Greetings! We are back with the second section of how to exercise. Did you enjoy being a kid again while playing with balance maneuvers? Maybe you noticed for the first time different activities where you actually have a moment you are balanced (e.g. when walking). Well if not, that's okay, you'll definitely become more aware of it this week as we focus on calisthenic exercise. Why? Like I mentioned last time virtually everything we do in life requires a degree of balance and calisthenic exercise is no exception.


When you hear the word calisthenic(s), what comes to mind? Are you reliving your childhood days when the typical physical education classes consisted primarily of calisthenics? Or is there a friend or family member in the armed forces that either during basic training or as part of regular program does this type of exercise? Do you actually know what calisthenic exercise is? If so, you deserve an A and don't need to read any further. For the rest of us, that is why you're here.

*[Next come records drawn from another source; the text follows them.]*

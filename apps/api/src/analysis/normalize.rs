//! Document normalization: raw upload bytes to markup nodes plus plain text.
//!
//! PDF buffers go through text extraction (no style information survives, so
//! headings are inferred from line shape). Anything else is treated as a
//! word-processor document: a ZIP archive whose `word/document.xml` is walked
//! for paragraph styles, emphasis runs, font sizes and list markers.

use std::io::{Cursor, Read};

use quick_xml::events::{BytesStart, Event};
use quick_xml::Reader;
use thiserror::Error;
use zip::ZipArchive;

const PDF_MAGIC: &[u8] = b"%PDF";
const PDF_MIME: &str = "application/pdf";
const DOCUMENT_XML: &str = "word/document.xml";
const MAX_HEADING_CHARS: usize = 48;

/// Conversion failure. Always fatal to the job that submitted the document.
#[derive(Debug, Error)]
pub enum ConvertError {
    #[error("PDF text extraction failed: {0}")]
    Pdf(String),

    #[error("Document archive unreadable: {0}")]
    Archive(String),

    #[error("Document XML unreadable: {0}")]
    Xml(String),
}

#[derive(Debug, Clone, Copy, PartialEq, Eq)]
pub enum NodeKind {
    Heading(u8),
    /// Bold or underlined inline run; scanned as a heading candidate.
    Emphasis,
    Paragraph,
    /// Plain inline run kept only for its font-size declaration.
    Span,
}

#[derive(Debug, Clone, PartialEq)]
pub struct MarkupNode {
    pub kind: NodeKind,
    pub text: String,
    pub font_size_pt: Option<f32>,
}

/// An HTML-like view of the document: a flat node list in reading order and
/// the visible plain text.
#[derive(Debug, Clone, Default, PartialEq)]
pub struct NormalizedDocument {
    pub nodes: Vec<MarkupNode>,
    pub plain: String,
}

impl NormalizedDocument {
    /// Heading-level and emphasis-level nodes, in reading order.
    pub fn heading_candidates(&self) -> impl Iterator<Item = &MarkupNode> {
        self.nodes
            .iter()
            .filter(|n| matches!(n.kind, NodeKind::Heading(_) | NodeKind::Emphasis))
    }

    /// Every inline font-size declaration, in points.
    pub fn font_sizes_pt(&self) -> impl Iterator<Item = f32> + '_ {
        self.nodes.iter().filter_map(|n| n.font_size_pt)
    }
}

/// True when the first bytes carry a PDF signature or the caller declared
/// the PDF media type.
pub fn is_pdf(bytes: &[u8], declared_type: Option<&str>) -> bool {
    bytes.starts_with(PDF_MAGIC) || declared_type == Some(PDF_MIME)
}

pub fn convert(bytes: &[u8], declared_type: Option<&str>) -> Result<NormalizedDocument, ConvertError> {
    if is_pdf(bytes, declared_type) {
        convert_pdf(bytes)
    } else {
        convert_docx(bytes)
    }
}

fn convert_pdf(bytes: &[u8]) -> Result<NormalizedDocument, ConvertError> {
    let text =
        pdf_extract::extract_text_from_mem(bytes).map_err(|e| ConvertError::Pdf(e.to_string()))?;
    let nodes = text
        .lines()
        .map(str::trim)
        .filter(|line| !line.is_empty())
        .map(|line| MarkupNode {
            kind: if looks_like_heading(line) {
                NodeKind::Heading(2)
            } else {
                NodeKind::Paragraph
            },
            text: line.to_string(),
            font_size_pt: None,
        })
        .collect();
    Ok(NormalizedDocument { nodes, plain: text })
}

/// Short unpunctuated lines, fully upper-case or colon-terminated, read as
/// section headings. Plain extracted text offers nothing better to go on.
fn looks_like_heading(line: &str) -> bool {
    if line.chars().count() > MAX_HEADING_CHARS || !line.chars().any(|c| c.is_alphabetic()) {
        return false;
    }
    if line.ends_with(':') {
        return true;
    }
    if line.ends_with('.') || line.contains(',') {
        return false;
    }
    line.chars()
        .filter(|c| c.is_alphabetic())
        .all(|c| c.is_uppercase())
}

fn convert_docx(bytes: &[u8]) -> Result<NormalizedDocument, ConvertError> {
    let mut archive =
        ZipArchive::new(Cursor::new(bytes)).map_err(|e| ConvertError::Archive(e.to_string()))?;
    let mut xml = String::new();
    archive
        .by_name(DOCUMENT_XML)
        .map_err(|e| ConvertError::Archive(e.to_string()))?
        .read_to_string(&mut xml)
        .map_err(|e| ConvertError::Archive(e.to_string()))?;
    parse_document_xml(&xml)
}

/// Streaming walk over `word/document.xml`. Paragraph styles Heading1..9 and
/// Title become heading nodes, bold/underline runs become emphasis nodes,
/// `w:sz` half-point sizes become inline font sizes, and numbered paragraphs
/// get a `- ` bullet prefix in the plain text.
fn parse_document_xml(xml: &str) -> Result<NormalizedDocument, ConvertError> {
    let mut reader = Reader::from_str(xml);
    let mut walker = DocxWalker::default();

    loop {
        match reader
            .read_event()
            .map_err(|e| ConvertError::Xml(e.to_string()))?
        {
            Event::Start(e) => walker.open(&e, false),
            Event::Empty(e) => walker.open(&e, true),
            Event::Text(t) => {
                let text = t.unescape().map_err(|e| ConvertError::Xml(e.to_string()))?;
                walker.text(&text);
            }
            Event::End(e) => walker.close(e.name().as_ref()),
            Event::Eof => break,
            _ => {}
        }
    }

    Ok(walker.finish())
}

#[derive(Default)]
struct DocxWalker {
    nodes: Vec<MarkupNode>,
    plain_lines: Vec<String>,
    // paragraph state
    para_text: String,
    para_style: Option<String>,
    para_is_list: bool,
    para_runs: Vec<MarkupNode>,
    // run state
    run_text: String,
    run_bold: bool,
    run_underline: bool,
    run_size_pt: Option<f32>,
    in_run_props: bool,
    in_text: bool,
}

impl DocxWalker {
    fn open(&mut self, e: &BytesStart<'_>, is_empty: bool) {
        match e.name().as_ref() {
            b"w:p" => {
                self.para_text.clear();
                self.para_style = None;
                self.para_is_list = false;
                self.para_runs.clear();
            }
            b"w:r" => {
                self.run_text.clear();
                self.run_bold = false;
                self.run_underline = false;
                self.run_size_pt = None;
            }
            b"w:rPr" => self.in_run_props = true,
            b"w:pStyle" => self.para_style = attr(e, b"w:val"),
            b"w:numPr" => self.para_is_list = true,
            b"w:b" | b"w:bCs" if self.in_run_props => self.run_bold = !val_off(e),
            b"w:u" if self.in_run_props => self.run_underline = !val_off(e),
            b"w:sz" if self.in_run_props => {
                // half-point units
                self.run_size_pt = attr(e, b"w:val")
                    .and_then(|v| v.parse::<f32>().ok())
                    .map(|half| half / 2.0);
            }
            b"w:t" if !is_empty => self.in_text = true,
            _ => {}
        }
    }

    fn text(&mut self, text: &str) {
        if self.in_text {
            self.run_text.push_str(text);
        }
    }

    fn close(&mut self, name: &[u8]) {
        match name {
            b"w:t" => self.in_text = false,
            b"w:rPr" => self.in_run_props = false,
            b"w:r" => self.close_run(),
            b"w:p" => self.close_paragraph(),
            _ => {}
        }
    }

    fn close_run(&mut self) {
        if !self.run_text.is_empty() {
            if self.run_bold || self.run_underline {
                self.para_runs.push(MarkupNode {
                    kind: NodeKind::Emphasis,
                    text: self.run_text.trim().to_string(),
                    font_size_pt: self.run_size_pt,
                });
            } else if self.run_size_pt.is_some() {
                self.para_runs.push(MarkupNode {
                    kind: NodeKind::Span,
                    text: self.run_text.trim().to_string(),
                    font_size_pt: self.run_size_pt,
                });
            }
            self.para_text.push_str(&self.run_text);
        }
        self.run_text.clear();
    }

    fn close_paragraph(&mut self) {
        let text = self.para_text.trim().to_string();
        if text.is_empty() {
            self.para_runs.clear();
            return;
        }

        let line = if self.para_is_list {
            format!("- {text}")
        } else {
            text
        };
        let heading = heading_level(self.para_style.as_deref());
        self.nodes.push(MarkupNode {
            kind: heading.map(NodeKind::Heading).unwrap_or(NodeKind::Paragraph),
            text: line.clone(),
            font_size_pt: None,
        });
        for mut run in std::mem::take(&mut self.para_runs) {
            // a heading already counts once; demote its runs to plain spans
            if heading.is_some() && run.kind == NodeKind::Emphasis {
                run.kind = NodeKind::Span;
            }
            self.nodes.push(run);
        }
        self.plain_lines.push(line);
    }

    fn finish(self) -> NormalizedDocument {
        NormalizedDocument {
            nodes: self.nodes,
            plain: self.plain_lines.join("\n"),
        }
    }
}

fn heading_level(style: Option<&str>) -> Option<u8> {
    let style = style?;
    if style == "Title" {
        return Some(1);
    }
    style.strip_prefix("Heading").and_then(|d| d.parse().ok())
}

fn attr(e: &BytesStart<'_>, key: &[u8]) -> Option<String> {
    e.attributes()
        .filter_map(Result::ok)
        .find(|a| a.key.as_ref() == key)
        .map(|a| String::from_utf8_lossy(&a.value).into_owned())
}

/// True when `w:val` explicitly switches the property off.
fn val_off(e: &BytesStart<'_>) -> bool {
    matches!(
        attr(e, b"w:val").as_deref(),
        Some("0") | Some("false") | Some("none")
    )
}

#[cfg(test)]
mod tests {
    use super::*;
    use std::io::Write;
    use zip::write::{FileOptions, ZipWriter};

    fn docx_bytes(body: &str) -> Vec<u8> {
        let document = format!(
            r#"<?xml version="1.0" encoding="UTF-8" standalone="yes"?>
<w:document xmlns:w="http://schemas.openxmlformats.org/wordprocessingml/2006/main">
<w:body>{body}</w:body>
</w:document>"#
        );
        let mut writer = ZipWriter::new(Cursor::new(Vec::new()));
        let options: FileOptions<()> = FileOptions::default();
        writer.start_file(DOCUMENT_XML, options).unwrap();
        writer.write_all(document.as_bytes()).unwrap();
        writer.finish().unwrap().into_inner()
    }

    fn para(text: &str) -> String {
        format!("<w:p><w:r><w:t>{text}</w:t></w:r></w:p>")
    }

    fn heading(style: &str, text: &str) -> String {
        format!(
            r#"<w:p><w:pPr><w:pStyle w:val="{style}"/></w:pPr><w:r><w:t>{text}</w:t></w:r></w:p>"#
        )
    }

    #[test]
    fn test_pdf_signature_is_sniffed() {
        assert!(is_pdf(b"%PDF-1.7 rest", None));
        assert!(is_pdf(b"PK\x03\x04", Some("application/pdf")));
        assert!(!is_pdf(b"PK\x03\x04", Some("application/msword")));
    }

    #[test]
    fn test_garbage_pdf_is_a_conversion_error() {
        let err = convert(b"%PDF-1.7 not really a pdf", None).unwrap_err();
        assert!(matches!(err, ConvertError::Pdf(_)));
    }

    #[test]
    fn test_garbage_docx_is_a_conversion_error() {
        let err = convert(b"not a zip archive", Some("application/msword")).unwrap_err();
        assert!(matches!(err, ConvertError::Archive(_)));
    }

    #[test]
    fn test_docx_headings_and_paragraphs() {
        let body = format!(
            "{}{}{}",
            heading("Heading1", "Education"),
            para("BSc Computer Science, 2019."),
            heading("Title", "Jane Doe")
        );
        let doc = convert(&docx_bytes(&body), None).unwrap();

        let headings: Vec<_> = doc.heading_candidates().collect();
        assert_eq!(headings.len(), 2);
        assert_eq!(headings[0].kind, NodeKind::Heading(1));
        assert_eq!(headings[0].text, "Education");
        assert_eq!(headings[1].text, "Jane Doe");
        assert_eq!(
            doc.plain,
            "Education\nBSc Computer Science, 2019.\nJane Doe"
        );
    }

    #[test]
    fn test_docx_bold_run_becomes_emphasis_node() {
        let body = concat!(
            "<w:p><w:r><w:rPr><w:b/></w:rPr><w:t>Skills</w:t></w:r>",
            "<w:r><w:t> include Rust</w:t></w:r></w:p>"
        );
        let doc = convert(&docx_bytes(body), None).unwrap();

        let emphasis: Vec<_> = doc.heading_candidates().collect();
        assert_eq!(emphasis.len(), 1);
        assert_eq!(emphasis[0].kind, NodeKind::Emphasis);
        assert_eq!(emphasis[0].text, "Skills");
        assert_eq!(doc.plain, "Skills include Rust");
    }

    #[test]
    fn test_docx_explicitly_disabled_bold_is_not_emphasis() {
        let body = r#"<w:p><w:r><w:rPr><w:b w:val="0"/></w:rPr><w:t>Education</w:t></w:r></w:p>"#;
        let doc = convert(&docx_bytes(body), None).unwrap();
        assert_eq!(doc.heading_candidates().count(), 0);
    }

    #[test]
    fn test_docx_half_point_sizes_convert_to_points() {
        let body = r#"<w:p><w:r><w:rPr><w:sz w:val="16"/></w:rPr><w:t>fine print</w:t></w:r></w:p>"#;
        let doc = convert(&docx_bytes(body), None).unwrap();
        let sizes: Vec<f32> = doc.font_sizes_pt().collect();
        assert_eq!(sizes, vec![8.0]);
    }

    #[test]
    fn test_docx_list_paragraphs_get_bullet_prefix() {
        let body = concat!(
            r#"<w:p><w:pPr><w:numPr><w:ilvl w:val="0"/><w:numId w:val="1"/></w:numPr></w:pPr>"#,
            "<w:r><w:t>Led migration</w:t></w:r></w:p>"
        );
        let doc = convert(&docx_bytes(body), None).unwrap();
        assert_eq!(doc.plain, "- Led migration");
    }

    #[test]
    fn test_docx_heading_runs_do_not_double_count() {
        // A bold run inside a styled heading must not yield a second candidate.
        let body = concat!(
            r#"<w:p><w:pPr><w:pStyle w:val="Heading2"/></w:pPr>"#,
            "<w:r><w:rPr><w:b/></w:rPr><w:t>Education</w:t></w:r></w:p>"
        );
        let doc = convert(&docx_bytes(body), None).unwrap();
        assert_eq!(doc.heading_candidates().count(), 1);
    }

    #[test]
    fn test_empty_docx_paragraphs_are_skipped() {
        let body = format!("<w:p/><w:p></w:p>{}", para("Content"));
        let doc = convert(&docx_bytes(&body), None).unwrap();
        assert_eq!(doc.nodes.len(), 1);
        assert_eq!(doc.plain, "Content");
    }

    #[test]
    fn test_heading_line_shapes() {
        assert!(looks_like_heading("EDUCATION"));
        assert!(looks_like_heading("Key Skills:"));
        assert!(!looks_like_heading("Worked at Acme for five years."));
        assert!(!looks_like_heading("EDUCATION, TRAINING AND OTHER QUALIFICATIONS OBTAINED"));
        assert!(!looks_like_heading("2019 - 2023"));
    }

    #[test]
    fn test_heading_level_parsing() {
        assert_eq!(heading_level(Some("Heading1")), Some(1));
        assert_eq!(heading_level(Some("Heading3")), Some(3));
        assert_eq!(heading_level(Some("Title")), Some(1));
        assert_eq!(heading_level(Some("ListParagraph")), None);
        assert_eq!(heading_level(None), None);
    }
}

Calisthenic exercise has many definitions since it has changed over time. The word itself is derived from the Greek words "kailos" meaning beauty and "sthenos" referring to strength. Originally, it was considered to be gymnastics type moves performed rhythmically with beauty and grace to help an individual develop a greater level of fitness. This, for the most part is true but since there are only a limited number of individuals who can successfully do moves of this type and look good doing them, the definition has been altered to "a form of strength training consisting of a variety of movements emphasizing large muscle groups using minimal equipment." To simplify it, calisthenic exercise is a mix of cardiovascular and strength training using your own bodyweignt.


With this being said and recalling your elementary and junior high P.E. classes, on what kind of exercises do you remember being graded? For males it was how many chinup/pullups you did, how fast you could run a mile, the number of full pushups completed in a specified time, and total situps with a partner holding down your feet. The same tests applied to females but theirs were modified to accomodate the natural strength differences so instead had to hang at shoulder level instead of repeatedly pulling themselves up and, in lieu of full pushups, executed "girl pushups" done with knees on the floor. While the exercises were slightly different, one commonality was they are all done using your own bodyweight so meet the more traditional version of calisthenic exercise.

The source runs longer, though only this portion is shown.